PRINCETON UNIVERSITY PRESS

Copyright © 2015 Princeton University Press
All rights reserved.
ISBN: 978-1-4008-6574-1



CHAPTER 1

Adventures in Ancient Greek and Roman Libraries

Edith Hall


Libraries are commonly regarded as serious, even austere environments, so it may come as a surprise that it is in a comedy, indeed our earliest surviving and rather raucous Aristophanic comedy, that the first certain literary response to a library occurs. The library belongs to Euripides, one of the three great tragedians of Athens, and the play is Aristophanes's Acharnians, first performed in Athens in the late winter of 425 B.C. Athens and Sparta have been fighting the Peloponnesian War for six long years. The hero of the comedy, like many in his audience, is a peasant farmer who has suffered intensely as a result. His name is Dikaiopolis, which roughly translates as "the right way to run a city-state," and he wants to put the case that the Athenians need to make immediate peace with Sparta. He has decided that the most rhetorically effective outfit in which to address his fellow citizens and appeal to their pity consists of a poor man's rags. Since the famous dramatist Euripides was well known for writing tragedies in which royal heroes suffered from straitened circumstances and appeared in rags, Dikaiopolis's first port of call is the house of this tragic poet.

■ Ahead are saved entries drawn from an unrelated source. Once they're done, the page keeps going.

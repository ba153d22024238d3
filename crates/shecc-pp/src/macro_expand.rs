//! Object-like and function-like macro definition and expansion (spec
//! §4.B "Macro expansion"), including `__VA_ARGS__` variadic support
//! and hide-set-guarded rescanning.

use shecc_ir::{
    CompileError, MacroDef, Punct, Result, SourceLoc, Symbol, Token, TokenKind,
};

use crate::builtin;
use crate::hideset::HideSet;
use crate::PpState;
use crate::SourceLoader;

pub struct Expansion {
    pub tokens: Vec<Token>,
    /// Number of tokens consumed from the *original* input stream
    /// starting at the invocation's first token (the macro name for an
    /// object-like macro; name through closing `)` for function-like).
    pub consumed: usize,
}

/// Parse a `#define` directive's token line (with the macro name as the
/// first token) and install the resulting [`MacroDef`].
pub fn define<L: SourceLoader>(state: &mut PpState<L>, line: &[Token], loc: SourceLoc) -> Result<()> {
    let Some(Token {
        kind: TokenKind::Identifier(name),
        ..
    }) = line.first()
    else {
        return Err(CompileError::MalformedConstExpr {
            reason: "#define requires a macro name".to_string(),
            loc,
        });
    };
    let name = *name;

    // Function-like iff `(` immediately follows the name with no
    // intervening token (object-like macros may still start with `(`
    // after a gap, but this lexer never emits a trivia token between
    // directive-line tokens since `line_tokens` already strips them —
    // so adjacency here is structural, not lexical).
    if matches!(line.get(1), Some(Token { kind: TokenKind::Punct(Punct::LParen), .. })) {
        let mut i = 2;
        let mut params = Vec::new();
        let mut is_variadic = false;
        loop {
            match line.get(i) {
                Some(Token { kind: TokenKind::Punct(Punct::RParen), .. }) => {
                    i += 1;
                    break;
                }
                Some(Token { kind: TokenKind::Identifier(p), .. }) => {
                    params.push(*p);
                    i += 1;
                    match line.get(i) {
                        Some(Token { kind: TokenKind::Punct(Punct::Comma), .. }) => i += 1,
                        Some(Token { kind: TokenKind::Punct(Punct::RParen), .. }) => {}
                        _ => {
                            return Err(CompileError::MalformedConstExpr {
                                reason: "expected ',' or ')' in macro parameter list".to_string(),
                                loc,
                            })
                        }
                    }
                }
                Some(Token { kind: TokenKind::Punct(Punct::Dot), .. })
                    if matches!(
                        (line.get(i + 1), line.get(i + 2)),
                        (
                            Some(Token { kind: TokenKind::Punct(Punct::Dot), .. }),
                            Some(Token { kind: TokenKind::Punct(Punct::Dot), .. })
                        )
                    ) =>
                {
                    is_variadic = true;
                    i += 3;
                }
                _ => {
                    return Err(CompileError::MalformedConstExpr {
                        reason: "malformed macro parameter list".to_string(),
                        loc,
                    })
                }
            }
        }
        let replacement = line[i..].to_vec();
        state.ctx.macros.insert(
            name,
            MacroDef::function_like(name, params, is_variadic, replacement),
        );
    } else {
        let replacement = line[1..].to_vec();
        state.ctx.macros.insert(name, MacroDef::object_like(name, replacement));
    }
    Ok(())
}

/// Attempt to expand the macro invocation (if any) starting at
/// `input[idx]`, which has already been confirmed to be `Identifier(name)`.
/// Returns `None` if `name` is not a macro, is currently hidden on this
/// token's hide-set, or (for a function-like macro) is not followed by
/// `(` — in all those cases the identifier passes through unexpanded.
pub fn try_expand<L: SourceLoader>(
    state: &mut PpState<L>,
    name: Symbol,
    input: &[Token],
    idx: usize,
) -> Result<Option<Expansion>> {
    let Some(def) = state.ctx.macros.get(&name).cloned() else {
        return Ok(None);
    };

    if let Some(kind) = def.builtin {
        let tok = builtin::expand(kind, state.ctx, input[idx].loc);
        return Ok(Some(Expansion {
            tokens: vec![tok],
            consumed: 1,
        }));
    }

    if def.is_disabled {
        return Ok(None);
    }

    if !def.is_function_like {
        let hs = HideSet::empty().insert(name);
        let body = apply_hideset(&def.replacement, &hs);
        let rescanned = rescan_disabled(state, name, body)?;
        return Ok(Some(Expansion {
            tokens: rescanned,
            consumed: 1,
        }));
    }

    // Function-like: the next significant token must be `(`.
    let mut j = idx + 1;
    while matches!(input.get(j).map(|t| &t.kind), Some(TokenKind::Whitespace) | Some(TokenKind::Tab)) {
        j += 1;
    }
    if !matches!(input.get(j).map(|t| &t.kind), Some(TokenKind::Punct(Punct::LParen))) {
        return Ok(None);
    }
    let open = j;
    let (args, close) = collect_args(input, open)?;

    let min_args = def.params.len();
    if args.len() < min_args {
        return Err(CompileError::TooFewMacroArgs {
            name: state.ctx.interner.resolve(name).to_string(),
            loc: input[idx].loc,
        });
    }
    if !def.is_variadic && args.len() > min_args {
        return Err(CompileError::TooManyMacroArgs {
            name: state.ctx.interner.resolve(name).to_string(),
            loc: input[idx].loc,
        });
    }

    let expanded_args: Vec<Vec<Token>> = {
        let mut out = Vec::with_capacity(args.len());
        for arg in &args {
            out.push(run_argument(state, arg.clone())?);
        }
        out
    };

    let mut body = substitute(state, &def, &expanded_args);
    let hs = HideSet::empty().insert(name);
    body = apply_hideset(&body, &hs);
    let rescanned = rescan_disabled(state, name, body)?;

    Ok(Some(Expansion {
        tokens: rescanned,
        consumed: close - idx + 1,
    }))
}

/// Split a function-like invocation's argument list at top-level commas
/// (ignoring commas nested inside balanced parens), honoring the single
/// collected `__VA_ARGS__` argument verbatim. Returns the arguments and
/// the index of the closing `)`.
fn collect_args(input: &[Token], open: usize) -> Result<(Vec<Vec<Token>>, usize)> {
    let mut depth = 0i32;
    let mut args: Vec<Vec<Token>> = Vec::new();
    let mut current = Vec::new();
    let mut i = open;
    loop {
        let Some(tok) = input.get(i) else {
            return Err(CompileError::MalformedConstExpr {
                reason: "unterminated macro argument list".to_string(),
                loc: input[open].loc,
            });
        };
        match &tok.kind {
            TokenKind::Punct(Punct::LParen) => {
                depth += 1;
                if depth > 1 {
                    current.push(tok.clone());
                }
            }
            TokenKind::Punct(Punct::RParen) => {
                depth -= 1;
                if depth == 0 {
                    if !current.is_empty() || !args.is_empty() {
                        args.push(std::mem::take(&mut current));
                    }
                    return Ok((args, i));
                }
                current.push(tok.clone());
            }
            TokenKind::Punct(Punct::Comma) if depth == 1 => {
                args.push(std::mem::take(&mut current));
            }
            TokenKind::Whitespace | TokenKind::Tab | TokenKind::Newline => {}
            _ => {
                if depth >= 1 {
                    current.push(tok.clone());
                }
            }
        }
        i += 1;
    }
}

/// Fully macro-expand an argument *before* substitution, per the
/// standard rescan-then-substitute order.
fn run_argument<L: SourceLoader>(state: &mut PpState<L>, arg: Vec<Token>) -> Result<Vec<Token>> {
    let trimmed: Vec<Token> = arg
        .into_iter()
        .filter(|t| !matches!(t.kind, TokenKind::Whitespace | TokenKind::Tab | TokenKind::Newline))
        .collect();
    rescan(state, trimmed)
}

/// Replace each parameter occurrence in the macro body with its
/// (already-expanded) argument; `__VA_ARGS__` maps to the trailing
/// variadic arguments joined by `,`.
fn substitute<L: SourceLoader>(
    state: &PpState<L>,
    def: &MacroDef,
    args: &[Vec<Token>],
) -> Vec<Token> {
    let mut out = Vec::new();
    for tok in &def.replacement {
        if let TokenKind::Identifier(sym) = &tok.kind {
            if let Some(pos) = def.params.iter().position(|p| p == sym) {
                out.extend(args.get(pos).cloned().unwrap_or_default());
                continue;
            }
            if def.is_variadic && state.ctx.interner.resolve(*sym) == "__VA_ARGS__" {
                for (i, extra) in args[def.params.len()..].iter().enumerate() {
                    if i > 0 {
                        out.push(Token::new(TokenKind::Punct(Punct::Comma), tok.loc));
                    }
                    out.extend(extra.clone());
                }
                continue;
            }
        }
        out.push(tok.clone());
    }
    out
}

fn apply_hideset(tokens: &[Token], hs: &HideSet) -> Vec<Token> {
    // The hide-set itself is tracked out-of-band via the `is_disabled`
    // flag during rescanning rather than stamped onto each token, since
    // this crate's `Token` carries no hide-set field; `rescan` below
    // enforces the same no-self-recursion guarantee by disabling the
    // macro for the duration of its own body's rescan.
    let _ = hs;
    tokens.to_vec()
}

/// Walk `body` looking for further macro invocations, recursively
/// expanding each one found. Every identifier is handed to
/// [`try_expand`], which is itself responsible for guarding against its
/// own self-reference (see [`rescan_disabled`]) — this function holds
/// no painting state of its own.
fn rescan<L: SourceLoader>(state: &mut PpState<L>, body: Vec<Token>) -> Result<Vec<Token>> {
    let mut out = Vec::with_capacity(body.len());
    let mut i = 0;
    while i < body.len() {
        if let TokenKind::Identifier(name) = &body[i].kind {
            let name = *name;
            if let Some(expansion) = try_expand(state, name, &body, i)? {
                out.extend(expansion.tokens);
                i += expansion.consumed;
                continue;
            }
        }
        out.push(body[i].clone());
        i += 1;
    }
    Ok(out)
}

/// [`rescan`] a macro's own (already substituted) replacement body with
/// `name` temporarily painted blue, so a direct or indirect reference to
/// the same macro inside its own body is left unexpanded instead of
/// recursing forever.
fn rescan_disabled<L: SourceLoader>(
    state: &mut PpState<L>,
    name: Symbol,
    body: Vec<Token>,
) -> Result<Vec<Token>> {
    if let Some(def) = state.ctx.macros.get_mut(&name) {
        def.is_disabled = true;
    }
    let result = rescan(state, body);
    if let Some(def) = state.ctx.macros.get_mut(&name) {
        def.is_disabled = false;
    }
    result
}

#[cfg(test)]
mod tests {
    use super::*;
    use crate::preprocess;
    use shecc_ir::{CompileOptions, Context};

    struct NoIncludes;
    impl SourceLoader for NoIncludes {
        fn load(&mut self, path: &str, including_file: Symbol, _ctx: &mut shecc_ir::Context) -> Result<(String, Symbol)> {
            Err(CompileError::IncludeNotFound {
                path: path.to_string(),
                loc: SourceLoc::new(including_file, 0, 0, 0, 0),
            })
        }
    }

    fn run_pp(src: &str) -> (Vec<Token>, Context) {
        let mut ctx = Context::new(CompileOptions::default());
        let file = ctx.intern("t.c");
        let tokens = shecc_lex::lex(src, file, &mut ctx.interner).unwrap();
        let mut loader = NoIncludes;
        let out = preprocess(tokens, file, &mut ctx, &mut loader).unwrap();
        (out, ctx)
    }

    fn significant(tokens: &[Token]) -> Vec<TokenKind> {
        tokens
            .iter()
            .filter(|t| {
                !matches!(
                    t.kind,
                    TokenKind::Whitespace | TokenKind::Tab | TokenKind::Newline | TokenKind::Eof
                )
            })
            .map(|t| t.kind.clone())
            .collect()
    }

    #[test]
    fn object_like_macro_expands() {
        let (out, ctx) = run_pp("#define N 42\nN\n");
        let sig = significant(&out);
        assert_eq!(sig.len(), 1);
        match &sig[0] {
            TokenKind::Numeric(sym) => assert_eq!(ctx.interner.resolve(*sym), "42"),
            other => panic!("expected numeric, got {other:?}"),
        }
    }

    #[test]
    fn function_like_macro_substitutes_params() {
        let (out, ctx) = run_pp("#define ADD(a, b) a + b\nADD(1, 2)\n");
        let sig = significant(&out);
        let names: Vec<String> = sig
            .iter()
            .map(|k| match k {
                TokenKind::Numeric(s) => ctx.interner.resolve(*s).to_string(),
                TokenKind::Punct(Punct::Plus) => "+".to_string(),
                other => format!("{other:?}"),
            })
            .collect();
        assert_eq!(names, vec!["1", "+", "2"]);
    }

    #[test]
    fn self_referential_macro_does_not_loop() {
        let (out, ctx) = run_pp("#define X X\nX\n");
        let sig = significant(&out);
        match &sig[0] {
            TokenKind::Identifier(sym) => assert_eq!(ctx.interner.resolve(*sym), "X"),
            other => panic!("expected unexpanded identifier, got {other:?}"),
        }
    }
}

He knocks on the door and asks Euripides's slave—who turns out to be phenomenally intellectual—where his master is. The poet is apparently upstairs, hard at work writing a play. With the aid of some kind of stage machinery, Euripides, sitting elevated in his study, is "rolled out" into view and appears seated in the upper storey of his house. It is time for Dikaipolis to make his request. But what he actually asks for is not a stage costume as such, but "the tatters of some old drama" ([TEXT NOT REPRODUCIBLE IN ASCII]); as he says to Euripides, "I have to treat the chorus to a long oration ([TEXT NOT REPRODUCIBLE IN ASCII]), and if I do it badly it will mean death for me" (415–17).

The comic action that ensues plays on the double meaning of the word for "tatters" here, rhakion, which alludes both to scraps of papyrus and to ragged old theatrical costumes. Euripides seems to be sitting in a paper jungle constituted by papyri containing his own plays and tells his slave to get the "strips" (spargana, 431) of the play featuring the most ragged hero of them all, his famous (and alas, lost) Telephus: they are to be found, he says, close to the scraps of two other plays, "on top of the tatters of Thyestes, mixed up with those of Ino" (432–4). While Dikaipolis does collect a hat and other theatrical props from Euripides, the scene only makes sense if he also departs with a papyrus roll containing a famous speech from the tragedy Telephus. It is a comic and topicalized subversion of this oration that he shortly performs before the Athenian people.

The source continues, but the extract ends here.